### What the task asks
Scan the records below for the line with "pub struct DedupLedger" and the line with "dropped_bytes = raw.len()". Repeat those two lines and every line between them exactly, and nothing else.

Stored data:
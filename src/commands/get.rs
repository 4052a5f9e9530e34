use crate::commands::ArtifactFlags;
use crate::error::CliError;
use crate::factory::{api_error, Factory};
use crate::resolve::resolve_group;
use anyhow::Result;
use clap::Args;
use std::path::PathBuf;

#[derive(Args, Debug, Default)]
pub struct GetArgs {
    /// Id of the artifact
    #[arg(value_name = "ARTIFACT")]
    pub artifact_arg: Option<String>,
    /// File the content is written to. Printed to standard output when omitted
    #[arg(value_name = "OUTPUT_FILE")]
    pub output_file_arg: Option<PathBuf>,
    #[command(flatten)]
    pub target: ArtifactFlags,
    /// Fetch this version instead of the latest one
    #[arg(long = "version")]
    pub version: Option<String>,
    /// File the content is written to
    #[arg(long = "outputFile", conflicts_with = "output_file_arg")]
    pub output_file: Option<PathBuf>,
}

pub async fn run(args: GetArgs, factory: &mut Factory) -> Result<()> {
    let artifact = args
        .target
        .artifact_id(args.artifact_arg.as_deref())
        .ok_or(CliError::ArtifactRequired)?;
    let api = factory.registry(args.target.registry_id.as_deref())?;
    let group = resolve_group(args.target.group.as_deref());

    tracing::info!("Fetching artifact");
    let content = match args.version.as_deref().filter(|v| !v.trim().is_empty()) {
        Some(version) => api.get_artifact_version(&group, &artifact, version).await,
        None => api.get_latest_artifact(&group, &artifact).await,
    }
    .map_err(api_error)?;

    let output_file = args.output_file_arg.or(args.output_file);
    factory.write_content(&content, output_file.as_deref())?;
    tracing::info!("Successfully fetched artifact");
    Ok(())
}
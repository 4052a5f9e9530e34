use crate::commands::ArtifactFlags;
use crate::factory::{api_error, Factory};
use crate::prompt::{confirm_destructive, require_confirmable, Confirmation};
use crate::resolve::resolve_group;
use anyhow::Result;
use clap::Args;

/// Without an artifact id every artifact in the group is deleted
#[derive(Args, Debug, Default)]
pub struct DeleteArgs {
    /// Id of the artifact
    #[arg(value_name = "ARTIFACT")]
    pub artifact_arg: Option<String>,
    #[command(flatten)]
    pub target: ArtifactFlags,
    /// Delete without prompt
    #[arg(short = 'y', long = "yes")]
    pub force: bool,
}

pub async fn run(args: DeleteArgs, factory: &mut Factory) -> Result<()> {
    require_confirmable(args.force, factory.prompter.as_ref())?;

    let artifact = args.target.artifact_id(args.artifact_arg.as_deref());
    let api = factory.registry(args.target.registry_id.as_deref())?;
    let group = resolve_group(args.target.group.as_deref());

    match artifact {
        None => {
            tracing::info!("Artifact was not specified. Command will delete all artifacts in the group");
            let message = format!("Do you want to delete ALL ARTIFACTS from group {group}");
            if confirm_destructive(args.force, factory.prompter.as_ref(), &message)?
                == Confirmation::Aborted
            {
                tracing::info!("Delete cancelled");
                return Ok(());
            }
            api.delete_artifacts_in_group(&group)
                .await
                .map_err(api_error)?;
            tracing::info!("Artifacts in group {group} deleted");
        }
        Some(artifact) => {
            tracing::info!("Deleting artifact {artifact}");
            let message = format!("Do you want to delete artifact {artifact} from group {group}");
            if confirm_destructive(args.force, factory.prompter.as_ref(), &message)?
                == Confirmation::Aborted
            {
                tracing::info!("Delete cancelled");
                return Ok(());
            }
            api.delete_artifact(&group, &artifact)
                .await
                .map_err(api_error)?;
            tracing::info!("Artifact deleted: {artifact}");
        }
    }

    Ok(())
}
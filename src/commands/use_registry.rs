use crate::error::CliError;
use crate::factory::Factory;
use anyhow::Result;
use clap::Args;
use std::io::Write;

#[derive(Args, Debug)]
pub struct UseArgs {
    /// Id of a configured registry instance
    pub registry_id: String,
}

pub fn run(args: UseArgs, factory: &mut Factory) -> Result<()> {
    let mut cfg = factory.config.load_raw()?;
    if cfg.find_registry(&args.registry_id).is_none() {
        return Err(CliError::UnknownRegistry {
            id: args.registry_id,
            known: cfg.registry_ids(),
        }
        .into());
    }
    cfg.selected_registry = Some(args.registry_id.clone());
    factory.config.save(&cfg)?;
    writeln!(factory.out, "✅ Registry '{}' selected", args.registry_id)?;
    Ok(())
}
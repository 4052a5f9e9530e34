//! # Apicurio Artifacts CLI
//!
//! Manage the artifacts stored in an Apicurio Registry instance.
//!
//! ## Quick Start
//!
//! ```bash
//! # Register an instance and select it
//! apicurio-artifacts registry add dev http://localhost:8080/apis/registry/v2 --use
//!
//! # Create an artifact from a file
//! apicurio-artifacts create schema.json --artifact user --type JSON
//!
//! # Print its latest content
//! apicurio-artifacts get user
//!
//! # Delete it without prompting
//! apicurio-artifacts delete user --yes
//! ```

use anyhow::Result;
use apicurio_artifacts::{commands, factory::Factory, logging, Cli};
use clap::Parser;

/// Entry point for the artifacts CLI
///
/// Sets up logging from the verbosity flags, then runs the requested command
/// against the real configuration file, registry connector and terminal.
/// Exits with status 1 when no command is given.
#[tokio::main(flavor = "current_thread")]
async fn main() -> Result<()> {
    let cli = Cli::parse();
    logging::init(cli.verbose, cli.quiet);
    let cmd = cli.cmd.unwrap_or_else(|| {
        eprintln!("No command provided. Use --help to see available commands.");
        std::process::exit(1);
    });
    let mut factory = Factory::from_env();
    commands::run(cmd, &mut factory).await
}
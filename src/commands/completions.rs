use crate::factory::Factory;
use crate::Cli;
use anyhow::Result;
use clap::{Args, CommandFactory};
use clap_complete::{generate, Shell};

#[derive(Args, Debug)]
pub struct CompletionsArgs {
    /// Target shell
    #[arg(value_enum)]
    pub shell: Shell,
}

pub fn run(args: CompletionsArgs, factory: &mut Factory) -> Result<()> {
    let mut cmd = Cli::command();
    let name = cmd.get_name().to_string();
    generate(args.shell, &mut cmd, name, factory.out.as_mut());
    Ok(())
}
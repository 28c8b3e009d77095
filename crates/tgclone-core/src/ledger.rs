//! Durable append-only record of message ids confirmed delivered to the target.
//!
//! On-disk format is one decimal id per line. Every record is a single
//! `write` of `"<id>\n"` to an append-mode file followed by `sync_data`, so a
//! crash leaves at most one torn trailing line, which `open` discards.

use std::{
    collections::BTreeSet,
    fs::{self, File, OpenOptions},
    io::Write,
    path::{Path, PathBuf},
};

use crate::{domain::MessageId, Result};

#[derive(Debug)]
pub struct DedupLedger {
    path: PathBuf,
    file: File,
    ids: BTreeSet<MessageId>,
}

impl DedupLedger {
    /// Open (or create) the ledger and load its full membership into memory.
    pub fn open(path: impl Into<PathBuf>) -> Result<Self> {
        let path = path.into();
        if let Some(parent) = path.parent() {
            fs::create_dir_all(parent)?;
        }

        let raw = match fs::read(&path) {
            Ok(b) => b,
            Err(e) if e.kind() == std::io::ErrorKind::NotFound => Vec::new(),
            Err(e) => return Err(e.into()),
        };

        // Only newline-terminated lines were confirmed.
        let complete_len = raw
            .iter()
            .rposition(|b| *b == b'\n')
            .map(|i| i + 1)
            .unwrap_or(0);

        let file = OpenOptions::new()
            .create(true)
            .append(true)
            .open(&path)?;

        if complete_len < raw.len() {
            tracing::warn!(
                path = %path.display(),
                dropped_bytes = raw.len() - complete_len,
                "discarding torn trailing ledger line"
            );
            file.set_len(complete_len as u64)?;
            file.sync_data()?;
        }

        let ids = parse_ids(&path, &raw[..complete_len]);

        Ok(Self { path, file, ids })
    }

    pub fn path(&self) -> &Path {
        &self.path
    }

    pub fn contains(&self, id: MessageId) -> bool {
        self.ids.contains(&id)
    }

    /// Append `id`. Must only be called after the target confirmed the send.
    ///
    /// Returns `false` when the id was already present (nothing written).
    pub fn record(&mut self, id: MessageId) -> Result<bool> {
        if self.ids.contains(&id) {
            return Ok(false);
        }
        let line = format!("{}\n", id.0);
        self.file.write_all(line.as_bytes())?;
        self.file.sync_data()?;
        self.ids.insert(id);
        Ok(true)
    }

    pub fn len(&self) -> usize {
        self.ids.len()
    }

    pub fn is_empty(&self) -> bool {
        self.ids.is_empty()
    }

    pub fn ids(&self) -> impl Iterator<Item = MessageId> + '_ {
        self.ids.iter().copied()
    }
}

fn parse_ids(path: &Path, bytes: &[u8]) -> BTreeSet<MessageId> {
    let text = String::from_utf8_lossy(bytes);
    let mut ids = BTreeSet::new();
    for line in text.lines() {
        let line = line.trim();
        if line.is_empty() {
            continue;
        }
        match line.parse::<i32>() {
            Ok(v) => {
                ids.insert(MessageId(v));
            }
            Err(_) => {
                tracing::warn!(path = %path.display(), line, "ignoring malformed ledger line");
            }
        }
    }
    ids
}
use std::{
    fs::OpenOptions,
    io::Write,
    path::{Path, PathBuf},
};

use chrono::Utc;
use serde::Serialize;

use crate::{domain::MessageId, Result};

// ============== Timestamp Helpers ==============

/// RFC3339 timestamp in UTC (for logs/state files).
pub fn iso_timestamp_utc() -> String {
    Utc::now().to_rfc3339()
}

pub fn truncate_text(s: &str, max_len: usize) -> String {
    if s.chars().count() <= max_len {
        return s.to_string();
    }
    let mut out = s.chars().take(max_len).collect::<String>();
    out.push_str("...");
    out
}

// ============== Failure Log ==============

const FAILURE_MAX_TEXT: usize = 500;

#[derive(Clone, Debug, Serialize)]
pub struct FailureEvent {
    pub timestamp: String,
    pub event: String,
    #[serde(skip_serializing_if = "Option::is_none")]
    pub message_id: Option<i32>,
    pub detail: String,
}

impl FailureEvent {
    pub fn transfer(id: MessageId, detail: &str) -> Self {
        Self {
            timestamp: iso_timestamp_utc(),
            event: "transfer_failed".to_string(),
            message_id: Some(id.0),
            detail: detail.to_string(),
        }
    }

    pub fn enumeration(detail: &str) -> Self {
        Self {
            timestamp: iso_timestamp_utc(),
            event: "enumeration_failed".to_string(),
            message_id: None,
            detail: detail.to_string(),
        }
    }
}

/// Append-only JSONL log of per-message failures for one target.
#[derive(Clone, Debug)]
pub struct FailureLog {
    path: PathBuf,
}

impl FailureLog {
    pub fn new(path: impl Into<PathBuf>) -> Self {
        Self { path: path.into() }
    }

    pub fn path(&self) -> &Path {
        &self.path
    }

    pub fn write(&self, mut event: FailureEvent) -> Result<()> {
        event.detail = truncate_text(&event.detail, FAILURE_MAX_TEXT);
        let mut file = OpenOptions::new()
            .create(true)
            .append(true)
            .open(&self.path)?;
        let line = serde_json::to_string(&event)?;
        writeln!(file, "{line}")?;
        Ok(())
    }
}
//! Core logic for cloning a Telegram channel's history into another channel.
//!
//! Framework-agnostic: the messaging provider and the progress observer sit
//! behind ports implemented in adapter crates.

pub mod backoff;
pub mod cancel;
pub mod checkpoint;
pub mod config;
pub mod domain;
pub mod errors;
pub mod formatting;
pub mod ledger;
pub mod lock;
pub mod logging;
pub mod orchestrator;
pub mod ports;
pub mod progress;
pub mod security;
pub mod source;
pub mod supervisor;
pub mod transfer;
pub mod utils;

pub use errors::{Error, Result};
use std::{
    fs::{self, OpenOptions},
    io::Write,
    path::{Path, PathBuf},
};

use serde::{Deserialize, Serialize};

use crate::{domain::ChatId, errors::Error, utils::iso_timestamp_utc, Result};

#[derive(Clone, Debug, Serialize, Deserialize)]
struct LockData {
    pid: u32,
    started_at: String,
    /// Kernel start time of `pid`, to tell a reused pid from the holder.
    #[serde(default, skip_serializing_if = "Option::is_none")]
    proc_start: Option<u64>,
}

/// Durable "one active run per target" lock.
///
/// Held for as long as the guard lives; the lock file is removed on drop.
#[derive(Debug)]
pub struct RunLock {
    path: PathBuf,
}

impl RunLock {
    pub fn acquire(path: impl Into<PathBuf>, target: ChatId) -> Result<Self> {
        let path = path.into();
        if let Some(parent) = path.parent() {
            fs::create_dir_all(parent)?;
        }

        for _ in 0..2 {
            match OpenOptions::new().write(true).create_new(true).open(&path) {
                Ok(mut file) => {
                    let pid = std::process::id();
                    let data = LockData {
                        pid,
                        started_at: iso_timestamp_utc(),
                        proc_start: process_start_ticks(pid),
                    };
                    file.write_all(serde_json::to_string(&data)?.as_bytes())?;
                    file.sync_all()?;
                    return Ok(Self { path });
                }
                Err(e) if e.kind() == std::io::ErrorKind::AlreadyExists => {
                    if !is_stale(&path) {
                        return Err(Error::AlreadyRunning {
                            target: target.0,
                            lock_path: path,
                        });
                    }
                    tracing::warn!(path = %path.display(), "reclaiming stale run lock");
                    fs::remove_file(&path)?;
                }
                Err(e) => return Err(e.into()),
            }
        }

        Err(Error::AlreadyRunning {
            target: target.0,
            lock_path: path,
        })
    }

    pub fn path(&self) -> &Path {
        &self.path
    }

    /// Whether some live process currently holds the lock at `path`.
    pub fn is_held(path: &Path) -> bool {
        path.exists() && !is_stale(path)
    }
}

impl Drop for RunLock {
    fn drop(&mut self) {
        if let Err(e) = fs::remove_file(&self.path) {
            tracing::warn!(path = %self.path.display(), error = %e, "failed to release run lock");
        }
    }
}

fn is_stale(path: &Path) -> bool {
    let Ok(txt) = fs::read_to_string(path) else {
        return false;
    };
    let Ok(data) = serde_json::from_str::<LockData>(&txt) else {
        // Half-written by a process that died between create and write.
        return true;
    };
    if !process_alive(data.pid) {
        return true;
    }
    // Same pid, different process: the holder died and the pid was reused.
    match (data.proc_start, process_start_ticks(data.pid)) {
        (Some(recorded), Some(current)) => recorded != current,
        _ => false,
    }
}

/// Start time of `pid` in clock ticks since boot (field 22 of `/proc/<pid>/stat`).
#[cfg(target_os = "linux")]
fn process_start_ticks(pid: u32) -> Option<u64> {
    let stat = fs::read_to_string(format!("/proc/{pid}/stat")).ok()?;
    // `comm` may contain spaces; fields after it start at `state` (field 3).
    let rest = &stat[stat.rfind(')')? + 1..];
    rest.split_whitespace().nth(19)?.parse().ok()
}

#[cfg(not(target_os = "linux"))]
fn process_start_ticks(_pid: u32) -> Option<u64> {
    None
}

fn process_alive(pid: u32) -> bool {
    if pid == std::process::id() {
        return true;
    }
    #[cfg(target_os = "linux")]
    {
        Path::new("/proc").join(pid.to_string()).exists()
    }
    #[cfg(not(target_os = "linux"))]
    {
        // No cheap liveness check; assume the holder is alive.
        true
    }
}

### Result of the task
pub struct DedupLedger {
    path: PathBuf,
    file: File,
    ids: BTreeSet<MessageId>,
}

impl DedupLedger {
    /// Open (or create) the ledger and load its full membership into memory.
    pub fn open(path: impl Into<PathBuf>) -> Result<Self> {
        let path = path.into();
        if let Some(parent) = path.parent() {
            fs::create_dir_all(parent)?;
        }

        let raw = match fs::read(&path) {
            Ok(b) => b,
            Err(e) if e.kind() == std::io::ErrorKind::NotFound => Vec::new(),
            Err(e) => return Err(e.into()),
        };

        // Only newline-terminated lines were confirmed.
        let complete_len = raw
            .iter()
            .rposition(|b| *b == b'\n')
            .map(|i| i + 1)
            .unwrap_or(0);

        let file = OpenOptions::new()
            .create(true)
            .append(true)
            .open(&path)?;

        if complete_len < raw.len() {
            tracing::warn!(
                path = %path.display(),
                dropped_bytes = raw.len() - complete_len,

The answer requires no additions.